"In respect to falling in love, my research suggests that highly sensitive people do fall in love harder than others," says Dr Elaine Aron in The Highly Sensitive Person: How to Thrive When the World Overwhelms You. But highly sensitive people don't fall in love indiscriminately, and are known to avoid it completely. "Highly sensitive people vary more than others in the kinds of arrangements they work out in [love], choosing being single more often than the general population, or firmer monogamy, or close relationships with friends and family members rather than romance."
Feelings of overwhelming, intense love happen more often to highly sensitive people because they're more easily aroused by external and internal stimuli. "Arousal" in this case doesn't simply refer to sexual feelings; highly sensitive people are more sensitive to sounds, sights, and touches. Their nervous systems are fine-tuned and they're in touch with the moods of other people.
When highly sensitive people reveal their intense love, they're often rejected.

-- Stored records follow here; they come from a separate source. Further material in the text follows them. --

// Employee reimbursement requests: submit, approve or reject, then pay.
//
// Paying a request books a company-paid expense for it, so the purchase shows
// up in the books exactly once.

use baht_core::db::Database;
use baht_core::model::{
    new_id, AccountClass, DocumentStatus, Expense, PaidBy, Permission, ReimbursementRequest,
    ReimbursementStatus, SettlementStatus,
};
use baht_core::money::Currency;
use baht_core::tax::STANDARD_VAT_RATE;
use chrono::{DateTime, NaiveDate, Utc};
use rust_decimal::Decimal;
use serde::Deserialize;
use tracing::{debug, info, warn};

use crate::access::{require_member, require_permission};
use crate::error::{ServiceError, ServiceResult};
use crate::notify::{self, Notice, Notifier};

#[derive(Debug, Clone, Deserialize)]
pub struct ReimbursementInput {
    pub description: String,
    /// VAT-inclusive amount paid.
    pub amount: Decimal,
    #[serde(default)]
    pub vat_amount: Decimal,
    pub issue_date: NaiveDate,
    pub account_id: Option<String>,
    pub receipt_url: Option<String>,
}

/// The expense booked when a request is paid.
fn expense_for(r: &ReimbursementRequest, actor_id: &str, at: DateTime<Utc>) -> Expense {
    let has_vat = r.vat_amount > Decimal::ZERO;
    Expense {
        id: new_id(),
        company_id: r.company_id.clone(),
        contact_id: None,
        account_id: r.account_id.clone(),
        description: r.description.clone(),
        issue_date: r.issue_date,
        document_number: None,
        currency: Currency::thb(),
        original_amount: r.amount,
        exchange_rate: Decimal::ONE,
        base_amount: r.amount - r.vat_amount,
        vat_rate: if has_vat { STANDARD_VAT_RATE } else { Decimal::ZERO },
        vat_amount: r.vat_amount,
        amount: r.amount,
        wht_rate: Decimal::ZERO,
        wht_amount: Decimal::ZERO,
        net_paid: r.amount,
        paid_by: PaidBy::Company,
        settlement_status: SettlementStatus::NotRequired,
        status: if has_vat {
            DocumentStatus::WaitingTaxInvoice
        } else {
            DocumentStatus::Ready
        },
        receipt_url: r.receipt_url.clone(),
        created_by: actor_id.to_string(),
        created_at: at,
        deleted_at: None,
    }
}

pub struct Reimbursements<'a> {
    db: &'a Database,
    notifier: &'a Notifier,
}

impl<'a> Reimbursements<'a> {
    pub fn new(db: &'a Database, notifier: &'a Notifier) -> Self {
        Self { db, notifier }
    }

    fn load(&self, company_id: &str, id: &str) -> ServiceResult<ReimbursementRequest> {
        match self.db.get_reimbursement(company_id, id)? {
            Some(r) if r.deleted_at.is_none() => Ok(r),
            _ => Err(ServiceError::NotFound(format!("reimbursement {id}"))),
        }
    }

    fn tell_requester(&self, r: &ReimbursementRequest, text: String) {
        match self.db.get_user(&r.requester_id) {
            Ok(Some(user)) => self.notifier.dispatch(vec![Notice::user(user, text)]),
            Ok(None) => debug!(user_id = %r.requester_id, "requester gone, skipping notice"),
            Err(e) => warn!(error = %e, "could not load requester for notice"),
        }
    }

    /// File a request on the caller's own behalf. Any member may do this.
    pub async fn submit(
        &self,
        actor_id: &str,
        company_id: &str,
        input: ReimbursementInput,
        now: DateTime<Utc>,
    ) -> ServiceResult<ReimbursementRequest> {
        require_member(self.db, company_id, actor_id)?;
        let description = input.description.trim().to_string();
        if description.is_empty() {
            return Err(ServiceError::Validation("description is required".into()));
        }
        if input.amount <= Decimal::ZERO {
            return Err(ServiceError::Validation("amount must be greater than zero".into()));
        }
        if input.vat_amount < Decimal::ZERO || input.vat_amount >= input.amount {
            return Err(ServiceError::Validation(
                "vat_amount must be at least zero and less than amount".into(),
            ));
        }
        if let Some(account_id) = input.account_id.as_deref() {
            match self.db.get_account(company_id, account_id)? {
                Some(a) if a.class == AccountClass::Expense => {}
                _ => {
                    return Err(ServiceError::Validation(format!(
                        "{account_id} is not an expense account"
                    )))
                }
            }
        }

        let request = ReimbursementRequest {
            id: new_id(),
            company_id: company_id.to_string(),
            requester_id: actor_id.to_string(),
            description,
            amount: input.amount,
            vat_amount: input.vat_amount,
            issue_date: input.issue_date,
            account_id: input.account_id,
            receipt_url: input.receipt_url,
            status: ReimbursementStatus::Pending,
            approved_by: None,
            approved_at: None,
            rejected_reason: None,
            paid_at: None,
            payment_reference: None,
            expense_id: None,
            created_at: now,
            deleted_at: None,
        };
        self.db.insert_reimbursement(&request)?;
        info!(company_id, reimbursement_id = %request.id, amount = %request.amount, "reimbursement submitted");

        let requester = self
            .db
            .get_user(actor_id)?
            .map(|u| u.name)
            .unwrap_or_else(|| actor_id.to_string());
        let text = notify::reimbursement_submitted(&requester, &request);
        let mut notices = vec![Notice::group(text.clone())];
        notices.extend(
            self.db
                .members_with_permission(company_id, Permission::ApproveReimbursements)?
                .into_iter()
                .filter(|approver| approver.id != actor_id)
                .map(|approver| Notice::user(approver, text.clone())),
        );
        self.notifier.dispatch(notices);
        Ok(request)
    }

    /// Requests visible to the caller: everything for approvers and payers,
    /// their own requests for everyone else.
    pub fn list(
        &self,
        actor_id: &str,
        company_id: &str,
        status: Option<ReimbursementStatus>,
    ) -> ServiceResult<Vec<ReimbursementRequest>> {
        let membership = require_member(self.db, company_id, actor_id)?;
        let all = self.db.list_reimbursements(company_id, status)?;
        if membership.can(Permission::ApproveReimbursements) || membership.can(Permission::PaySettlements) {
            return Ok(all);
        }
        Ok(all.into_iter().filter(|r| r.requester_id == actor_id).collect())
    }

    pub async fn approve(
        &self,
        actor_id: &str,
        company_id: &str,
        id: &str,
        now: DateTime<Utc>,
    ) -> ServiceResult<ReimbursementRequest> {
        require_permission(self.db, company_id, actor_id, Permission::ApproveReimbursements)?;
        let mut request = self.load(company_id, id)?;
        let from = request.status;
        request.approve(actor_id, now)?;
        self.db.update_reimbursement(&request, from)?;
        info!(company_id, reimbursement_id = id, approver = actor_id, "reimbursement approved");
        self.tell_requester(&request, notify::reimbursement_approved(&request));
        Ok(request)
    }

    pub async fn reject(
        &self,
        actor_id: &str,
        company_id: &str,
        id: &str,
        reason: &str,
    ) -> ServiceResult<ReimbursementRequest> {
        require_permission(self.db, company_id, actor_id, Permission::ApproveReimbursements)?;
        let mut request = self.load(company_id, id)?;
        let from = request.status;
        request.reject(actor_id, reason)?;
        self.db.update_reimbursement(&request, from)?;
        info!(company_id, reimbursement_id = id, approver = actor_id, "reimbursement rejected");
        self.tell_requester(&request, notify::reimbursement_rejected(&request));
        Ok(request)
    }

    /// Pay an approved request and book the matching expense. Returns the
    /// paid request and the new expense.
    pub async fn pay(
        &self,
        actor_id: &str,
        company_id: &str,
        id: &str,
        reference: Option<String>,
        now: DateTime<Utc>,
    ) -> ServiceResult<(ReimbursementRequest, Expense)> {
        require_permission(self.db, company_id, actor_id, Permission::PaySettlements)?;
        let mut request = self.load(company_id, id)?;
        let expense = expense_for(&request, actor_id, now);
        let reference = reference.map(|r| r.trim().to_string()).filter(|r| !r.is_empty());
        request.pay(reference, &expense.id, now)?;
        self.db.pay_reimbursement(&request, &expense)?;
        info!(
            company_id,
            reimbursement_id = id,
            expense_id = %expense.id,
            amount = %expense.amount,
            "reimbursement paid"
        );
        self.tell_requester(&request, notify::reimbursement_paid(&request));
        Ok((request, expense))
    }
}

Their love can be too demanding, unrealistic, and smothering. Highly sensitive people may have "no real understanding of the loved one, only some impossible vision of perfection."
Dr Aron states that the intense feelings of highly sensitive people often have little to do with the person they love. This sensitive love is more about intense pent-up feelings that are finally allowed out. In this way, highly sensitive people are similar to introverts.

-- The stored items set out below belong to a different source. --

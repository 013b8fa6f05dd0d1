// Domain records. Tenant-owned records carry `company_id`; deletions are soft
// (`deleted_at`).

pub mod company;
pub mod entry;
pub mod vendor;
pub mod workflow;

pub use company::{
    Account, AccountClass, Company, Contact, ContactKind, Membership, Permission, Role, User,
    DEFAULT_CHART_OF_ACCOUNTS,
};
pub use entry::{DocumentStatus, EntryFilter, Expense, Income, PaidBy, SettlementStatus};
pub use vendor::{ExchangeRate, MatchKind, VendorMapping};
pub use workflow::{
    PendingSettlement, ReimbursementRequest, ReimbursementStatus, SettlementPayment,
    WorkflowError,
};

/// Fresh record identifier.
pub fn new_id() -> String {
    uuid::Uuid::new_v4().to_string()
}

Highly sensitive people tend towards two extremes in love: overly cautious or overly intense. Dr Aron reassures us that this is normal: many people, highly sensitive or not, do lean towards one extreme or the other. This is why fear of intimacy is common: most of us have been burned in love at one time or another.
The fact that highly sensitive people are easily aroused by their environment makes them more prone to falling in love. Research shows that when people – highly sensitive or not – are aroused, they're more likely to fall in love. Arousal includes more than a sexual state; it's emotional, intellectual, social, and spiritual as well. "…we are more likely to be romantically attracted to someone else if we are aroused in any way, even from running in place or listening to a tape of a comedy monologue," says Dr Aron.
Another reason that highly sensitive people may experience quick, intense love is low self-esteem. "Highly sensitive people are prone to low self-esteem because they are not their culture's ideal. Sometimes they consider themselves lucky if someone wants them at all." The fear of being alone can induce a highly sensitive person – or anyone at all – to fall in love when they otherwise wouldn't.
Highly sensitive people are more likely to have strong, healthy love relationships when they and their lovers understand and accept the nature of this personality type.